Saved data entries:
—————
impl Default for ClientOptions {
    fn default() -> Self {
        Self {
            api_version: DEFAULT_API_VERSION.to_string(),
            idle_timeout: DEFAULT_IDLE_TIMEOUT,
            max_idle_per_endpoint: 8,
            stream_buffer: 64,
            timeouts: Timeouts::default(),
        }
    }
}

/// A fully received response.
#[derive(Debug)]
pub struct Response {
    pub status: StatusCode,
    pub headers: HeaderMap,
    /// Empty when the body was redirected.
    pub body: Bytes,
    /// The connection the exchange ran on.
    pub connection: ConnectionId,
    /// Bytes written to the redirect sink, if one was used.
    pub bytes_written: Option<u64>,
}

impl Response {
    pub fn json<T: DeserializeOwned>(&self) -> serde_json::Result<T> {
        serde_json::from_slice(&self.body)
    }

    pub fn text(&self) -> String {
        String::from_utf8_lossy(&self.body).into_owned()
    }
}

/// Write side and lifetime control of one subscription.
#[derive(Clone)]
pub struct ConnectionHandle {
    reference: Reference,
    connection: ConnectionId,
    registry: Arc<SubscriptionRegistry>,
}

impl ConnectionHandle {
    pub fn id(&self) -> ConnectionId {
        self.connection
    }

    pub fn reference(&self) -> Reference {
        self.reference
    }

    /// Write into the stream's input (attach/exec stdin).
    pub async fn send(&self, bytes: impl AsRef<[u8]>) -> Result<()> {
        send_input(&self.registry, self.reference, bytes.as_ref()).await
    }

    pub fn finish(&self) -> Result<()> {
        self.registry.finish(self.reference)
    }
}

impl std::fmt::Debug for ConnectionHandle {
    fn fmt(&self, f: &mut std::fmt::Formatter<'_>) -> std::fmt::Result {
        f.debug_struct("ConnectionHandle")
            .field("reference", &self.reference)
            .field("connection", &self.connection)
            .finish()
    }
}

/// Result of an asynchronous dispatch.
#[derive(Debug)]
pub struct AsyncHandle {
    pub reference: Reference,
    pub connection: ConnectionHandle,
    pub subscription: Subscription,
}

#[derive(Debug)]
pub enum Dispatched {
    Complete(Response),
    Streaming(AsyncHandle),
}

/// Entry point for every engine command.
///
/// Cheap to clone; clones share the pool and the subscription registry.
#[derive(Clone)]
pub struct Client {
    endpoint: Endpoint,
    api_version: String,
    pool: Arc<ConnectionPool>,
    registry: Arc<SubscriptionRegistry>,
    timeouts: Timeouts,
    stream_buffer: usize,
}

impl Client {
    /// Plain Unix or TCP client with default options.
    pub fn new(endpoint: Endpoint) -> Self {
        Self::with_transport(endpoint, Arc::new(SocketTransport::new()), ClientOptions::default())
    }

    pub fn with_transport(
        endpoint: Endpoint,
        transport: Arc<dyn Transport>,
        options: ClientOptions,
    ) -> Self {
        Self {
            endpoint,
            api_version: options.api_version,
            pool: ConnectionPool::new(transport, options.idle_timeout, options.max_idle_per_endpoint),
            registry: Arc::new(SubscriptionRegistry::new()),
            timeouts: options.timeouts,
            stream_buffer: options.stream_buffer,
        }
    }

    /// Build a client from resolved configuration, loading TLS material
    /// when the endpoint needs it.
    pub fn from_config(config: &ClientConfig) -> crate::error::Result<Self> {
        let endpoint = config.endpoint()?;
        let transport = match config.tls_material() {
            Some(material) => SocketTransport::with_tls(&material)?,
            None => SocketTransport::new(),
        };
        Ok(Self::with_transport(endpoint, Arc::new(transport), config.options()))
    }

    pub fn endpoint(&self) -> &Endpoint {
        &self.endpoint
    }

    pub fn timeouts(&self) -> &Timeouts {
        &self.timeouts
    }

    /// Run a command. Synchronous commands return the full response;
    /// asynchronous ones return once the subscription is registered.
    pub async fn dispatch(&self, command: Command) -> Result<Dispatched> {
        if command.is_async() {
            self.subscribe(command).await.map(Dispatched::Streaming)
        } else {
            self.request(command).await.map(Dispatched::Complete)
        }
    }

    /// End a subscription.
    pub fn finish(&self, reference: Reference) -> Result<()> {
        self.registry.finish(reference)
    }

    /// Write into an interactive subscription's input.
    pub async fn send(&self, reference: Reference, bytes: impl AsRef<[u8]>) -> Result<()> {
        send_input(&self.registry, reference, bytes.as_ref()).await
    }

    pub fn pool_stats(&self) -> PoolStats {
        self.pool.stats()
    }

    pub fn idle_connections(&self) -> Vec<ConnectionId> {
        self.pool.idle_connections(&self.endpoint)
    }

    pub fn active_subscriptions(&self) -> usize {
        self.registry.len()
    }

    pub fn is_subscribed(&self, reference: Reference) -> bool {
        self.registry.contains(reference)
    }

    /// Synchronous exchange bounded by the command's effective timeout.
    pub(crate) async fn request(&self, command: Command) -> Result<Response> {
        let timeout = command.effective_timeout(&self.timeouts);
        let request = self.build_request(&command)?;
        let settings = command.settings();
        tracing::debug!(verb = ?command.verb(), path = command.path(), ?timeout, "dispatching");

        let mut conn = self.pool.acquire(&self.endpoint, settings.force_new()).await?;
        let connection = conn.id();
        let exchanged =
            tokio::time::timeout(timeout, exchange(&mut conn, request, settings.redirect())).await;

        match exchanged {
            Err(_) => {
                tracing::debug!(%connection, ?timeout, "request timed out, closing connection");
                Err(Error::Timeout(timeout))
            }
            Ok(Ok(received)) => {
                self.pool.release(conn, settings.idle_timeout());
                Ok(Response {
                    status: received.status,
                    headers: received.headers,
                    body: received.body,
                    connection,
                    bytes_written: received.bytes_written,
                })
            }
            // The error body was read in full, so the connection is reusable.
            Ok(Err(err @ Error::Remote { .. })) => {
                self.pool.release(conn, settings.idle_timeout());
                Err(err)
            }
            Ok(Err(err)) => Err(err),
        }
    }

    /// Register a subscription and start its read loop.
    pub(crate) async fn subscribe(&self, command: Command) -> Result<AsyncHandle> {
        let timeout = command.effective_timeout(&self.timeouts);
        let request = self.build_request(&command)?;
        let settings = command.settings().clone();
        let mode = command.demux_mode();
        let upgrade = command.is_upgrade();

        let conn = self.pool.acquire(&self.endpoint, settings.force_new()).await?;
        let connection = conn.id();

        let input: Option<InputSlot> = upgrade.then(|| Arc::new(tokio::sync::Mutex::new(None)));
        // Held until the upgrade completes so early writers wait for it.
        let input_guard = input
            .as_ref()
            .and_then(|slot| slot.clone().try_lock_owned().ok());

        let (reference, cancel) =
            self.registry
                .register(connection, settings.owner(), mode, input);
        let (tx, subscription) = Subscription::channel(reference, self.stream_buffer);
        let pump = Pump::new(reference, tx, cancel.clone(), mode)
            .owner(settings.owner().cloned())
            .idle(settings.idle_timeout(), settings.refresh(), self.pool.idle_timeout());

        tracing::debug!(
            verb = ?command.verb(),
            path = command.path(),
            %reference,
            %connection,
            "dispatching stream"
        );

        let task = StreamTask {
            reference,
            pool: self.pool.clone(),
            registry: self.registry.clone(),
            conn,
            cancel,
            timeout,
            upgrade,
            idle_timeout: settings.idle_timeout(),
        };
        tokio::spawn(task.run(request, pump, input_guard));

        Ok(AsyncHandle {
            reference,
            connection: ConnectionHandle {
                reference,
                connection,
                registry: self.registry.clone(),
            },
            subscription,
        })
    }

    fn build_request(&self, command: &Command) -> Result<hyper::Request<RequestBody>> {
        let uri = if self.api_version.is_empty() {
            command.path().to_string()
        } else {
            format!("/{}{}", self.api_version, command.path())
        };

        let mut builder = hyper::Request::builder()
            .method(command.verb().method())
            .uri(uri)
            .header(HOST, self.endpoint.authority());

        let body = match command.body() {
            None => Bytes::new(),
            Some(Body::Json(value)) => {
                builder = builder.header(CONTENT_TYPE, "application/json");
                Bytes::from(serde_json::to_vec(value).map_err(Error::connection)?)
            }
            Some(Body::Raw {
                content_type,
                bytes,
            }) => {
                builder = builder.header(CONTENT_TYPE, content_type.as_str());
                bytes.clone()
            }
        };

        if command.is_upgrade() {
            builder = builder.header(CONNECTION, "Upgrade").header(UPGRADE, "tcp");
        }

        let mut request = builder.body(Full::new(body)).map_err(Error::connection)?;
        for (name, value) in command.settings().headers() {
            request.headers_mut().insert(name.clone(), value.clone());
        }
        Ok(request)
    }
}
—————
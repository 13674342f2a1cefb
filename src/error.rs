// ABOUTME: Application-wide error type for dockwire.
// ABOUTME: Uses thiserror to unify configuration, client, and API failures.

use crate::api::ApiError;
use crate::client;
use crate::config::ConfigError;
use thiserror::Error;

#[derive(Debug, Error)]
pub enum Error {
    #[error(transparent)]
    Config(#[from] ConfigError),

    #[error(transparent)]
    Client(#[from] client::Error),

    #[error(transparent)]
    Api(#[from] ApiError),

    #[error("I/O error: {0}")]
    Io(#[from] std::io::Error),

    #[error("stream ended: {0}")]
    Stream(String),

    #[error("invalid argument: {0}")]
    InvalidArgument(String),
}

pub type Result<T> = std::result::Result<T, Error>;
—————
Scan the records for the string "ConnectionId" and show every line that contains it.

--- Your response ---
    pub connection: ConnectionId,
    connection: ConnectionId,
    pub fn id(&self) -> ConnectionId {
    pub fn idle_connections(&self) -> Vec<ConnectionId> {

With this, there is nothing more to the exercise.